Ernst Heinemann was born on February 19, 1848 in Brunswick, Germany. He was the son of J. August and Marie (Fricke) Heinemann.
Heinemann studied under Adolf Closs and Richard Brend'amour of Dusseldorf.
In 1872 Heinemann came to the United States. It was the dawn of the golden age of American reproductive engraving and he was drawn hither by the growing demand for artistic work for magazine and book illustration. On his arrival in New York he at first executed work for Harper's Weekly and other periodicals, and then allied himself for a time with the so-called "shop" of Frederick Juengling, at that date still an old-school engraver.
Soon starting out on an independent career, he showed a command of the possibilities of the block which won him plenty of commissions. He was a contributor to the de luxe edition of Longfellow's poems issued by Houghton, Osgood & Company in 1879. Later he did work for St. Nicholas and the Century.
As the new movement in wood-engraving gained headway, he was influenced by its spirit, but did not, according to Koehler, fall into its heresies. He displayed a quiet elegance and delicacy and a sensitive feeling for the original, which enabled him to render the manner, tone, and texture of a painter's work. He reproduced such strongly contrasted effects as the silvery tone and "airy, translucent manner, " of F. S. Church in "Nymphe des Eaux, " Frans Hals's jovial "Guitar Player, " and the "rich, unctuous" chiaroscuro of Ribot's "Studio. " Weitenkampf cites as his best work, Christopher Plantin's "Proofreaders. "

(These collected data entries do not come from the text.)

//! Shared fixture: a payment saga manager over a local bus and an
//! in-memory workflow engine.

use std::collections::HashMap;
use std::sync::{Arc, Mutex};

use saga_bridge::payment::{
    AccountSummary, ChargeCreditCard, CreditAmount, DocumentAccountSummary, PaymentCreated,
    PaymentEvent, PaymentSaga, PaymentSagaManager, PaymentSettings, WithdrawAmount,
};
use saga_bridge::{
    Callback, DispatchFailure, InMemoryEngine, Inbound, LocalBus, SagaConfig, SagaError,
    SagaInstance, Signal, WorkflowCallback,
};

pub struct Harness {
    pub manager: PaymentSagaManager<InMemoryEngine>,
    pub engine: InMemoryEngine,
    pub bus: LocalBus,
    balances: Arc<Mutex<HashMap<String, f64>>>,
}

/// A started saga and the workflow instance attached to it.
pub struct Started {
    pub saga_id: String,
    pub workflow_instance_id: String,
}

impl Harness {
    /// Kermit's card is expired; account services answer from `balances`.
    pub fn new() -> Self {
        Self::with_config(SagaConfig {
            expired_card_accounts: vec!["kermit".into()],
            ..SagaConfig::for_test()
        })
    }

    pub fn with_config(config: SagaConfig) -> Self {
        saga_bridge::logging::init_logging();
        let engine = InMemoryEngine::new();
        let bus = LocalBus::new();
        let balances: Arc<Mutex<HashMap<String, f64>>> = Arc::default();

        let lookup = balances.clone();
        bus.handle_query(move |query: DocumentAccountSummary| {
            let balance = lookup
                .lock()
                .unwrap()
                .get(query.account_id.as_str())
                .copied()
                .ok_or_else(|| {
                    DispatchFailure::new("AccountNotFound", query.account_id.to_string())
                })?;
            Ok(AccountSummary {
                account_id: query.account_id,
                balance,
            })
        });
        bus.handle_command(|_cmd: WithdrawAmount| Ok(()));
        bus.handle_command(|_cmd: CreditAmount| Ok(()));
        bus.handle_command(|cmd: ChargeCreditCard| {
            if cmd.card_expired {
                Err(DispatchFailure::new("CreditCardExpired", cmd.account_id.to_string()))
            } else {
                Ok(())
            }
        });

        let manager = PaymentSagaManager::new(
            PaymentSettings::from_config(&config),
            saga_bridge::Channels::from_bus(bus.clone()),
            engine.clone(),
            &config,
        )
        .unwrap();

        Self {
            manager,
            engine,
            bus,
            balances,
        }
    }

    pub fn set_balance(&self, account: &str, balance: f64) {
        self.balances
            .lock()
            .unwrap()
            .insert(account.to_string(), balance);
    }

    pub fn event(&self, event: impl Into<PaymentEvent>) -> Result<String, SagaError> {
        self.manager.process(Inbound::Event(event.into()))
    }

    /// Create a payment saga and return its ids.
    pub fn start(&self, account: &str, payment: &str, amount: f64) -> Started {
        let saga_id = self
            .event(PaymentCreated {
                account_id: account.into(),
                payment_id: payment.into(),
                amount,
            })
            .unwrap();
        let workflow_instance_id = self
            .saga(&saga_id)
            .workflow_instance_id()
            .expect("workflow attached")
            .to_string();
        Started {
            saga_id,
            workflow_instance_id,
        }
    }

    pub fn saga(&self, saga_id: &str) -> SagaInstance<PaymentSaga> {
        self.manager.inspect(saga_id).unwrap()
    }

    pub fn command(&self, started: &Started, exec: &str, message_type: &str) -> Result<String, SagaError> {
        self.callback(Callback::CommandIssued(details(started, exec, message_type)))
    }

    pub fn raise(&self, started: &Started, exec: &str, message_type: &str) -> Result<String, SagaError> {
        self.callback(Callback::EventRaised(details(started, exec, message_type)))
    }

    pub fn query(&self, started: &Started, exec: &str, message_type: &str) -> Result<String, SagaError> {
        self.callback(Callback::QueryRequested(details(started, exec, message_type)))
    }

    pub fn callback(&self, callback: Callback) -> Result<String, SagaError> {
        self.manager.process(callback.into())
    }

    /// The one accepted signal for `exec`.
    pub fn signal(&self, exec: &str) -> Signal {
        let signals = self.engine.signals_for(exec);
        assert_eq!(signals.len(), 1, "expected one signal for {exec}, got {signals:?}");
        signals.into_iter().next().unwrap()
    }
}

pub fn details(started: &Started, exec: &str, message_type: &str) -> WorkflowCallback {
    WorkflowCallback::new(started.workflow_instance_id.clone(), exec, message_type)
}

pub fn resumed_with(signal: &Signal, credit_available: bool, fully_covering: bool) -> bool {
    match signal {
        Signal::Resume(vars) => {
            vars["creditAvailable"] == credit_available && vars["creditFullyCovering"] == fully_covering
        }
        Signal::Fail(_) => false,
    }
}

When the perfecting of cheap photo-mechanical processes put a period to the brilliant success of American wood engravers, Heinemann, like many another good craftsman, was forced to adapt himself to the new order. Thereafter he devoted his skill and his artistic feeling chiefly to the retouching of half-tone plates for schoolbook illustration, and to this impersonal work, in connection with the art department of the American Book Company, he was doomed from 1902 to the close of his life.
An eager attendant at the sketch class of the Art Students' League during his prosperity in the eighties, he now enlivened his years of eclipse and financial struggle by pursuing for his own pleasure the study of painting and produced some delightful sketches in oils and watercolor of the landscape of Staten Island, his home for more than thirty years.
He died at his home at Fort Wadsworth. A memorial exhibition of his work was held at the New York Public Library.
Heinemann was a favorite with the artists of the Salmagundi Club, of which he was long a member.
Heinemann was a typical German of the old school, tall, athletic, soldierly, as befitted a veteran of the Franco-Prussian War, genial, bluff and kind-hearted.
On May 4, 1872, Heinemann married Bertha Manzel of Stuttgart.